→ **Work order**
Using the records provided below, locate and copy each line that contains the word "write".

→ **Saved data entries**
»»

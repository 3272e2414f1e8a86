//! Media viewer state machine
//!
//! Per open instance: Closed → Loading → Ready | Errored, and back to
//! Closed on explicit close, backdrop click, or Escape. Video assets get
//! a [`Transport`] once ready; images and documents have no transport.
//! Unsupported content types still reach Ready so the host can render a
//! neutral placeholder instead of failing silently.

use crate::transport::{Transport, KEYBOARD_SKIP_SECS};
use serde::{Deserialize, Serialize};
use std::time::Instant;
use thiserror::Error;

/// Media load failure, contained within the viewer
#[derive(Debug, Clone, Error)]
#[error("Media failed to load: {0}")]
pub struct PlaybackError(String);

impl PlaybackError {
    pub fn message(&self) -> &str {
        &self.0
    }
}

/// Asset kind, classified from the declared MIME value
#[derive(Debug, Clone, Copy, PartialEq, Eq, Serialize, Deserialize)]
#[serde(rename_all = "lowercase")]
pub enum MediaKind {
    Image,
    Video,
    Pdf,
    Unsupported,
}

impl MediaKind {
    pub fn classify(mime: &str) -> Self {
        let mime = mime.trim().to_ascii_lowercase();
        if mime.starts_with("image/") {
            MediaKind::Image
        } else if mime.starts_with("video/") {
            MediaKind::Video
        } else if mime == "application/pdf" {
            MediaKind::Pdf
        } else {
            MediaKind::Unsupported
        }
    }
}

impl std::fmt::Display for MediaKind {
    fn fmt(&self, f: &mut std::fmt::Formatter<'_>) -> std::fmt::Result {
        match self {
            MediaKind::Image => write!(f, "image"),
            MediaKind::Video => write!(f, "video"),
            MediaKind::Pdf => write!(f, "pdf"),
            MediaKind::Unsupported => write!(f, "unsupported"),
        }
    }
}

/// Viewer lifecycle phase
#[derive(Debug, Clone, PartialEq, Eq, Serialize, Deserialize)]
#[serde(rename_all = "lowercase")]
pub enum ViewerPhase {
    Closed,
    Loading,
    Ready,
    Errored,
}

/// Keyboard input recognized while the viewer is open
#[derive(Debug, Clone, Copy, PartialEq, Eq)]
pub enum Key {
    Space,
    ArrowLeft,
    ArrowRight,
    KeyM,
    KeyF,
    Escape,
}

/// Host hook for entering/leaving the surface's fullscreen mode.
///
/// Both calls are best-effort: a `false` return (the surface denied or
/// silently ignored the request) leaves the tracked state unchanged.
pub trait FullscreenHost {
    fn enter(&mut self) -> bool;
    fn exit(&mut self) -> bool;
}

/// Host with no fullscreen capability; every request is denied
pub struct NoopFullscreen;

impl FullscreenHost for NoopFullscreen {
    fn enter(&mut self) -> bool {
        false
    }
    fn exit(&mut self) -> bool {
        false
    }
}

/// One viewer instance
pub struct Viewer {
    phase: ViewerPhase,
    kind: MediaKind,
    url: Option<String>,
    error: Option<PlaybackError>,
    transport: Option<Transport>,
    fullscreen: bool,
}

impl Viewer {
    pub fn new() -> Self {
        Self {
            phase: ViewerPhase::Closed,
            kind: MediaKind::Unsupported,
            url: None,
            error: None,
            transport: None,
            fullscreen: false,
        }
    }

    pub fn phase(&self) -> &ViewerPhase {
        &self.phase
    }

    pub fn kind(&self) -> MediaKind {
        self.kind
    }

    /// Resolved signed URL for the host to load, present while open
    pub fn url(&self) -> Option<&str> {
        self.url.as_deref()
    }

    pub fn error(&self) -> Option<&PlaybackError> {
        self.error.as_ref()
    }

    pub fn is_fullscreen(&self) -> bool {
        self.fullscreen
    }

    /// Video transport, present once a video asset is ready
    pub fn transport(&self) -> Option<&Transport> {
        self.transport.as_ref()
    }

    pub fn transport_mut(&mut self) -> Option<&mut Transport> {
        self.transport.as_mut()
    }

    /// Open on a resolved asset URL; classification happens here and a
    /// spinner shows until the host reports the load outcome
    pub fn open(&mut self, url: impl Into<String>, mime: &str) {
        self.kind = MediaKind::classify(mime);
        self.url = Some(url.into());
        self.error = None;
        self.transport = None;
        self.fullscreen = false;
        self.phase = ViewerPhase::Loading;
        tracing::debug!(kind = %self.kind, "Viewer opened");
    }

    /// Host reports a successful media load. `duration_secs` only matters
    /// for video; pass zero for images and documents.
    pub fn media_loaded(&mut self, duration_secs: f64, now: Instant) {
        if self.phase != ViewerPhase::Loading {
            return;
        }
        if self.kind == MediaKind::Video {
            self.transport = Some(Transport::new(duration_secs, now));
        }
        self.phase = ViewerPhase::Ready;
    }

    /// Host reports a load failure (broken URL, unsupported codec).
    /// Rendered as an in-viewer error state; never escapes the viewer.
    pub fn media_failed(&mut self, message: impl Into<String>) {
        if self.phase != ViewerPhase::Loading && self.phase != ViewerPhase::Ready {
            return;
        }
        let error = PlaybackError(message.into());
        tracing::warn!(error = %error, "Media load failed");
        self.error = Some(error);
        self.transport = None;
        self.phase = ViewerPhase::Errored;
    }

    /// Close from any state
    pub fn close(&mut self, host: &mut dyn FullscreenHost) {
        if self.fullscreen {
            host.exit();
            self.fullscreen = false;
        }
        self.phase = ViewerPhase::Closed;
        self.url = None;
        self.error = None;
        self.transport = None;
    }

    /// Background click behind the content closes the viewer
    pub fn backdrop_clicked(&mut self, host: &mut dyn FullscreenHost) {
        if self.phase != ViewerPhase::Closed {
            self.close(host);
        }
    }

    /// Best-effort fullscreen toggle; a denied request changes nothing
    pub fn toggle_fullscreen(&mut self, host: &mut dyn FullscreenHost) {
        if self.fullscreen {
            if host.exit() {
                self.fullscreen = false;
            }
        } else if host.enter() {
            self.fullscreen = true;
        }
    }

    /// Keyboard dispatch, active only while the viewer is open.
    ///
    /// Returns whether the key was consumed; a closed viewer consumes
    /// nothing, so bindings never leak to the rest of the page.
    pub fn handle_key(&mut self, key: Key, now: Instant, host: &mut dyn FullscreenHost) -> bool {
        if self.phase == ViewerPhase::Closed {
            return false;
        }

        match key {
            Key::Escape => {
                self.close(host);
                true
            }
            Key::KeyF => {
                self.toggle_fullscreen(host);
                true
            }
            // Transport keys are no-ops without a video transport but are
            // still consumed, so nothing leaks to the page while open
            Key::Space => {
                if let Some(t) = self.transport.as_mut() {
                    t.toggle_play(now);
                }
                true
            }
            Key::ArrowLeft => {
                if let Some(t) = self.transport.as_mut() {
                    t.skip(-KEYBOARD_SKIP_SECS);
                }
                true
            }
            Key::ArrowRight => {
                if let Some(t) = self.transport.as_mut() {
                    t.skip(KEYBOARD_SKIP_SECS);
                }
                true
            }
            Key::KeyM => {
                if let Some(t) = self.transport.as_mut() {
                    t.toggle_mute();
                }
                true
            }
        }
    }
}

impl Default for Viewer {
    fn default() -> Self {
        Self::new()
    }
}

««
»»

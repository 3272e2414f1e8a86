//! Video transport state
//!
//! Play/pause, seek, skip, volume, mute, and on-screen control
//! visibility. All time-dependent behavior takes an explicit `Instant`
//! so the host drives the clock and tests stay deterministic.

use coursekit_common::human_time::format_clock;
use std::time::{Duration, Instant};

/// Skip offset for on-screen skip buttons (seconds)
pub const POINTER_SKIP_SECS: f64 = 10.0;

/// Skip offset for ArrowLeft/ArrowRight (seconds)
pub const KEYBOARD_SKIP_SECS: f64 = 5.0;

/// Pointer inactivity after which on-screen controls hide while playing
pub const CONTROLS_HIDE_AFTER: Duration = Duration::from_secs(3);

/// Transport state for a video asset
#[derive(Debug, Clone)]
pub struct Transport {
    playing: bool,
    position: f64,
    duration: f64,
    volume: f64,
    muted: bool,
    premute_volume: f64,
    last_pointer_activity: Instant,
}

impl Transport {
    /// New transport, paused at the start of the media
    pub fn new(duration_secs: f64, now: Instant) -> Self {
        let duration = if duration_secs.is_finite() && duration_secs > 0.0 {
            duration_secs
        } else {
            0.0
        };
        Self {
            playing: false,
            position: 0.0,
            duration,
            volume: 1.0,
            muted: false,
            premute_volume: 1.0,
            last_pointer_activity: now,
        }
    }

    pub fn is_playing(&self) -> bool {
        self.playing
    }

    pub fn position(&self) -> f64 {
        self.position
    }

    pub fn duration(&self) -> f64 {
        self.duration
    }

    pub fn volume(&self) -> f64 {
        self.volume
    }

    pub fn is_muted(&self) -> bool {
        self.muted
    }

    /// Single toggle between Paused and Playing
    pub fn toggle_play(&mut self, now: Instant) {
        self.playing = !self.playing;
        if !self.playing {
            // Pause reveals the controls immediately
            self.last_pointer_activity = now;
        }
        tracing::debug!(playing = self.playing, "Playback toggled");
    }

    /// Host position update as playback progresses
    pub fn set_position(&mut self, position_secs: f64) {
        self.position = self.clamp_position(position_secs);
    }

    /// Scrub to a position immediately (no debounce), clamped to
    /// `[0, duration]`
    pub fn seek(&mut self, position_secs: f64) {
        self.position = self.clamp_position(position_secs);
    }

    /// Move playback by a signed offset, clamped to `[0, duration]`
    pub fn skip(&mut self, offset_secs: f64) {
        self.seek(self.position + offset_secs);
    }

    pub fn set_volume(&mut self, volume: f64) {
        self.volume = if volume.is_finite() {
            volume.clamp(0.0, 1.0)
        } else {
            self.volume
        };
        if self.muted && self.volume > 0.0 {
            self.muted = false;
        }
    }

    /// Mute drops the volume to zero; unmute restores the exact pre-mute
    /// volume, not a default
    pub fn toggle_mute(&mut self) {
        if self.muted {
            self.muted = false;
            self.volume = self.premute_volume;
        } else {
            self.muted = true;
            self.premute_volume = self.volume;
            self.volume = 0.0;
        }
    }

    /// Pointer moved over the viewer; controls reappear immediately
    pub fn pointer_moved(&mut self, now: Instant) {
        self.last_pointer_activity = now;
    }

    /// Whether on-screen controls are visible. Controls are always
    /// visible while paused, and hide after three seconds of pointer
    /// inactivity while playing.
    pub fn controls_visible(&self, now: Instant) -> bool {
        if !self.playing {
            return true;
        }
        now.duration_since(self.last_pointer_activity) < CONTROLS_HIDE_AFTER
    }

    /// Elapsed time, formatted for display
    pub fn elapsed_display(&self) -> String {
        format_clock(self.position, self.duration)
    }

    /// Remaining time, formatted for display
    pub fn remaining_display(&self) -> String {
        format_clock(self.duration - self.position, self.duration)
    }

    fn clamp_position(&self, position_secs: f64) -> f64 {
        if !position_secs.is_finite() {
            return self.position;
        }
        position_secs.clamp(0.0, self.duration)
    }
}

««
»»

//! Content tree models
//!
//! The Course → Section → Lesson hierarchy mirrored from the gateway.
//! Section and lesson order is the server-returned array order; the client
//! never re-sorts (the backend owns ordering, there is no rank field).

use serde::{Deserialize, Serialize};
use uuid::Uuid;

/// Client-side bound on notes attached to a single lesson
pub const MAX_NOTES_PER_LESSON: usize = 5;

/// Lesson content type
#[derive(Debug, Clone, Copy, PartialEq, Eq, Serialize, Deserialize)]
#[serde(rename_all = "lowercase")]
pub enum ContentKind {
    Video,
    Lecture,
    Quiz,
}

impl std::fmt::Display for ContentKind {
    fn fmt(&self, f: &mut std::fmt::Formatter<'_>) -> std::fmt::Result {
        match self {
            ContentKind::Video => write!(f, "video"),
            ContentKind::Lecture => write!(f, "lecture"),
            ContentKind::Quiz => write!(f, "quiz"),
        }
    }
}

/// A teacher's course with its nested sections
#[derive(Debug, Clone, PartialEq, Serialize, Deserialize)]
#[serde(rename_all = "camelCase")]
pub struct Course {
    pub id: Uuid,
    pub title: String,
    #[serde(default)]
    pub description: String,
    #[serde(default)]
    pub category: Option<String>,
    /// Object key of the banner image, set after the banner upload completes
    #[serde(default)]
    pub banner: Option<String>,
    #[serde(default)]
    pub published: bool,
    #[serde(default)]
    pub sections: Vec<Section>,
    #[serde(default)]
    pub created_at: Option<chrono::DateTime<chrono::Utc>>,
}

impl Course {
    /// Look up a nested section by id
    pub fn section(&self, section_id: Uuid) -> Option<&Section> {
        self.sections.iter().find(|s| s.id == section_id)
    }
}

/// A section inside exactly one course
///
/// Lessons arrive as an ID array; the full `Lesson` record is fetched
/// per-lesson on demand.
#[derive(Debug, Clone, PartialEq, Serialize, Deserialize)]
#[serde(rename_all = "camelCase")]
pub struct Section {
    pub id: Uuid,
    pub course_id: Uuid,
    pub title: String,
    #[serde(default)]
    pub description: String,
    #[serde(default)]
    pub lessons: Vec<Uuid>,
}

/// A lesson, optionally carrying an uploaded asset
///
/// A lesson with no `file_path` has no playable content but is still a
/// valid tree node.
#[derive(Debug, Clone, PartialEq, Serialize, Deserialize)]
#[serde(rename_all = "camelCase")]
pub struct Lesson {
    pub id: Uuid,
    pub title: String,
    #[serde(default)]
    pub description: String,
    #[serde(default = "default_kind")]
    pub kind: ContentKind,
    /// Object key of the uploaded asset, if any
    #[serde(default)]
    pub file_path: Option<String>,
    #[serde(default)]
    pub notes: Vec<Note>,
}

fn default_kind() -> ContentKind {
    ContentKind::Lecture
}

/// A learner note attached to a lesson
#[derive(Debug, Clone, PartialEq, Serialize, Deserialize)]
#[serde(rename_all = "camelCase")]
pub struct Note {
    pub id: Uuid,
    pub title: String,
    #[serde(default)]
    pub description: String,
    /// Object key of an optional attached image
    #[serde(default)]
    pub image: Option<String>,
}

««

→ **Expected output**
            MediaKind::Image => write!(f, "image"),
            MediaKind::Video => write!(f, "video"),
            MediaKind::Pdf => write!(f, "pdf"),
            MediaKind::Unsupported => write!(f, "unsupported"),
            ContentKind::Video => write!(f, "video"),
            ContentKind::Lecture => write!(f, "lecture"),
            ContentKind::Quiz => write!(f, "quiz"),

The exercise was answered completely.